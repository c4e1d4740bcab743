// src/models/did.rs
//! Decentralized Identifier (DID) data model.
//!
//! Covers the two shapes of KILT DID this tool deals with:
//! - full DIDs anchored on chain, `did:kilt:<address>`
//! - light DIDs derived off chain, `did:kilt:light:<key type><address>[:<details>]`
//!
//! plus the resolved document and the service endpoints it advertises.

use crate::utils::crypto::ss58_checksum;
use serde::{Deserialize, Serialize};
use std::fmt;
use std::str::FromStr;
use thiserror::Error;

/// Scheme and method prefix shared by every KILT DID.
pub const KILT_DID_PREFIX: &str = "did:kilt:";

const LIGHT_DID_MARKER: &str = "light:";

/// SS58 network prefix of KILT addresses.
pub const KILT_SS58_PREFIX: u8 = 38;

/// Decoded length of an SS58 address: prefix byte, public key, checksum.
const SS58_ADDRESS_LENGTH: usize = 1 + 32 + 2;

/// Errors raised while parsing a DID URI.
#[derive(Debug, Error, PartialEq, Eq)]
pub enum DidParseError {
    #[error("not a KILT DID: {0}")]
    UnsupportedMethod(String),
    #[error("malformed light DID: {0}")]
    MalformedLightDid(String),
    #[error("invalid SS58 address {address}: {reason}")]
    InvalidAddress { address: String, reason: String },
}

/// A parsed KILT DID.
///
/// Equality of two `Did` values compares the full URI. Use
/// [`Did::is_same_subject`] to ask whether two DIDs denote the same subject.
#[derive(Debug, Clone, PartialEq, Eq)]
pub struct Did {
    uri: String,
    address: String,
    light: bool,
}

impl Did {
    /// Parses a DID URI, ignoring any `#fragment`.
    ///
    /// # Errors
    /// Returns `Err` if:
    /// - The URI does not use the `did:kilt:` method
    /// - A light DID lacks its key type prefix
    /// - The address is not a valid KILT SS58 address
    pub fn parse(uri: &str) -> Result<Self, DidParseError> {
        let uri = uri.split('#').next().unwrap_or_default();
        let identifier = uri
            .strip_prefix(KILT_DID_PREFIX)
            .ok_or_else(|| DidParseError::UnsupportedMethod(uri.to_string()))?;

        let (address, light) = match identifier.strip_prefix(LIGHT_DID_MARKER) {
            Some(light_identifier) => {
                let encoded = light_identifier.split(':').next().unwrap_or_default();
                // Two digit key type in front of the address.
                match (encoded.get(..2), encoded.get(2..)) {
                    (Some(key_type), Some(address))
                        if key_type.bytes().all(|b| b.is_ascii_digit()) && !address.is_empty() =>
                    {
                        (address, true)
                    }
                    _ => return Err(DidParseError::MalformedLightDid(uri.to_string())),
                }
            }
            None if identifier.contains(':') => {
                return Err(DidParseError::UnsupportedMethod(uri.to_string()))
            }
            None => (identifier, false),
        };

        validate_address(address)?;
        Ok(Self {
            uri: uri.to_string(),
            address: address.to_string(),
            light,
        })
    }

    /// The SS58 address identifying the subject.
    pub fn address(&self) -> &str {
        &self.address
    }

    /// Whether this is a light (off-chain) DID.
    pub fn is_light(&self) -> bool {
        self.light
    }

    pub fn as_str(&self) -> &str {
        &self.uri
    }

    /// Returns `true` if both DIDs refer to the same subject.
    ///
    /// A light DID and the full DID upgraded from it share the address, so
    /// they compare equal here even though their URIs differ.
    pub fn is_same_subject(&self, other: &Did) -> bool {
        self.address == other.address
    }
}

impl FromStr for Did {
    type Err = DidParseError;

    fn from_str(s: &str) -> Result<Self, Self::Err> {
        Did::parse(s)
    }
}

impl fmt::Display for Did {
    fn fmt(&self, f: &mut fmt::Formatter<'_>) -> fmt::Result {
        f.write_str(&self.uri)
    }
}

/// Compares two DID URIs by subject.
///
/// Unparseable input never matches anything.
pub fn is_same_subject(a: &str, b: &str) -> bool {
    match (Did::parse(a), Did::parse(b)) {
        (Ok(a), Ok(b)) => a.is_same_subject(&b),
        _ => false,
    }
}

/// Full DID of the account `public_key`, SS58 encoded with the KILT prefix.
pub fn did_from_account(public_key: &[u8; 32]) -> String {
    let mut encoded = Vec::with_capacity(SS58_ADDRESS_LENGTH);
    encoded.push(KILT_SS58_PREFIX);
    encoded.extend_from_slice(public_key);
    let checksum = ss58_checksum(&encoded);
    encoded.extend_from_slice(&checksum);
    format!("{}{}", KILT_DID_PREFIX, bs58::encode(encoded).into_string())
}

fn validate_address(address: &str) -> Result<(), DidParseError> {
    let invalid = |reason: String| DidParseError::InvalidAddress {
        address: address.to_string(),
        reason,
    };

    let decoded = bs58::decode(address)
        .into_vec()
        .map_err(|e| invalid(e.to_string()))?;
    if decoded.len() != SS58_ADDRESS_LENGTH {
        return Err(invalid(format!("decoded length {}", decoded.len())));
    }
    if decoded[0] != KILT_SS58_PREFIX {
        return Err(invalid(format!("network prefix {}", decoded[0])));
    }
    let (payload, checksum) = decoded.split_at(SS58_ADDRESS_LENGTH - 2);
    if ss58_checksum(payload) != checksum {
        return Err(invalid("checksum mismatch".to_string()));
    }
    Ok(())
}

/// A resolved DID Document.
///
/// Only the parts this tool reads are modelled: the identifier, the linked
/// web3 name, and the service endpoints.
#[derive(Serialize, Deserialize, Debug, Clone, PartialEq)]
#[serde(rename_all = "camelCase")]
pub struct DidDocument {
    /// The complete DID URI
    /// Example: "did:kilt:4nwPAmtsK5toZfBM9WvmAe4Fa3LyZ3X3JHt7EUFfrcPPAZAm"
    pub uri: String,

    /// Web3 name currently linked to the DID, if any
    #[serde(default, skip_serializing_if = "Option::is_none")]
    pub web3_name: Option<String>,

    /// Service endpoints in the order the chain returned them
    #[serde(default)]
    pub service: Vec<ServiceEndpoint>,
}

/// A typed external resource advertised by a DID.
#[derive(Serialize, Deserialize, Debug, Clone, PartialEq, Eq)]
pub struct ServiceEndpoint {
    /// Endpoint identifier, usually a `#fragment`
    pub id: String,

    /// Declared service types
    /// Example: ["KiltPublishedCredentialCollectionV1"]
    #[serde(rename = "type")]
    pub types: Vec<String>,

    /// Endpoint URLs, most preferred first
    #[serde(rename = "serviceEndpoint")]
    pub urls: Vec<String>,
}

/// Outcome of resolving a DID that the chain knows about.
#[derive(Serialize, Deserialize, Debug, Clone, PartialEq)]
pub struct DidResolution {
    /// `None` when the DID has been deleted
    pub document: Option<DidDocument>,
    pub metadata: ResolutionMetadata,
}

#[derive(Serialize, Deserialize, Debug, Clone, Default, PartialEq, Eq)]
pub struct ResolutionMetadata {
    pub deactivated: bool,
}

#[cfg(test)]
mod tests {
    use super::*;

    const ADDRESS_A: &str = "4nwPAmtsK5toZfBM9WvmAe4Fa3LyZ3X3JHt7EUFfrcPPAZAm";
    const ADDRESS_B: &str = "4nxhWrDR27YzC5z4soRcz31MaeFn287JRqiE5y4u7jBEdgP2";

    #[test]
    fn test_did_from_account_encodes_kilt_address() {
        assert_eq!(did_from_account(&[1; 32]), format!("did:kilt:{}", ADDRESS_A));
        assert_eq!(did_from_account(&[2; 32]), format!("did:kilt:{}", ADDRESS_B));
    }

    #[test]
    fn test_parse_full_did() {
        let did = Did::parse(&format!("did:kilt:{}", ADDRESS_A)).unwrap();
        assert_eq!(did.address(), ADDRESS_A);
        assert!(!did.is_light());
    }

    #[test]
    fn test_parse_strips_fragment() {
        let did: Did = format!("did:kilt:{}#0x1234", ADDRESS_A).parse().unwrap();
        assert_eq!(did.as_str(), format!("did:kilt:{}", ADDRESS_A));
    }

    #[test]
    fn test_parse_light_did_with_details() {
        let did = Did::parse(&format!("did:kilt:light:00{}:z1Ac9CMtY", ADDRESS_A)).unwrap();
        assert!(did.is_light());
        assert_eq!(did.address(), ADDRESS_A);
    }

    #[test]
    fn test_parse_rejects_other_methods_and_bad_addresses() {
        assert!(matches!(
            Did::parse("did:web:example.com"),
            Err(DidParseError::UnsupportedMethod(_))
        ));
        assert!(matches!(
            Did::parse("did:kilt:light:xx4nwPAmtsK5"),
            Err(DidParseError::MalformedLightDid(_))
        ));

        // Last character altered, so the checksum no longer matches.
        let tampered = format!("did:kilt:{}n", &ADDRESS_A[..ADDRESS_A.len() - 1]);
        assert!(matches!(
            Did::parse(&tampered),
            Err(DidParseError::InvalidAddress { .. })
        ));
    }

    #[test]
    fn test_same_subject_across_light_and_full() {
        let full = format!("did:kilt:{}", ADDRESS_A);
        let light = format!("did:kilt:light:01{}", ADDRESS_A);
        assert!(is_same_subject(&full, &light));
        assert!(!is_same_subject(&full, &format!("did:kilt:{}", ADDRESS_B)));
        assert!(!is_same_subject(&full, "not a did"));
    }

    #[test]
    fn test_service_endpoint_wire_names() {
        let endpoint: ServiceEndpoint = serde_json::from_value(serde_json::json!({
            "id": "#collection",
            "type": ["KiltPublishedCredentialCollectionV1"],
            "serviceEndpoint": ["ipfs://QmCollection"]
        }))
        .unwrap();
        assert_eq!(endpoint.types, vec!["KiltPublishedCredentialCollectionV1"]);
        assert_eq!(endpoint.urls, vec!["ipfs://QmCollection"]);
    }
}
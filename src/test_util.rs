// src/test_util.rs
//! Fixture builders for tests.
//!
//! Compiled for the crate's own tests and behind the `test-util` feature.

use crate::models::credential::{Claim, Credential};
use crate::services::integrity::{
    claim_statements, salted_hash, statement_digest, IntegrityError, IntegrityVerifier,
};
use crate::utils::crypto::encode_hash;
use serde_json::Value;
use std::collections::BTreeMap;

pub use crate::blockchain::in_memory::InMemoryChain;

/// A claim over `contents`; anything but a JSON object yields no properties.
pub fn claim(ctype_hash: &str, owner: &str, contents: Value) -> Claim {
    Claim {
        ctype_hash: ctype_hash.to_string(),
        contents: match contents {
            Value::Object(properties) => properties,
            _ => Default::default(),
        },
        owner: owner.to_string(),
    }
}

/// Hashes `claim` into a complete credential.
///
/// Statement `i` is salted with the nonce `nonce-<i>`, so the same claim
/// always seals to the same root hash.
pub fn seal(
    claim: Claim,
    legitimations: Vec<Credential>,
    delegation_id: Option<String>,
) -> Result<Credential, IntegrityError> {
    let mut claim_hashes = Vec::new();
    let mut claim_nonce_map = BTreeMap::new();
    for (index, statement) in claim_statements(&claim).iter().enumerate() {
        let digest = statement_digest(statement);
        let nonce = format!("nonce-{}", index);
        claim_hashes.push(salted_hash(&nonce, &digest));
        claim_nonce_map.insert(digest, nonce);
    }

    let mut credential = Credential {
        claim,
        legitimations,
        claim_hashes,
        claim_nonce_map,
        root_hash: String::new(),
        delegation_id,
    };
    credential.root_hash = encode_hash(&IntegrityVerifier::calculate_root_hash(&credential)?);
    Ok(credential)
}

┄┄┄┄┄┄┄┄┄┄

> **WHAT THE TASK REQUIRES**
Number of lines containing the word "DIDs" in the listing: state it, and add no other text.

> **WORKED SOLUTION**
4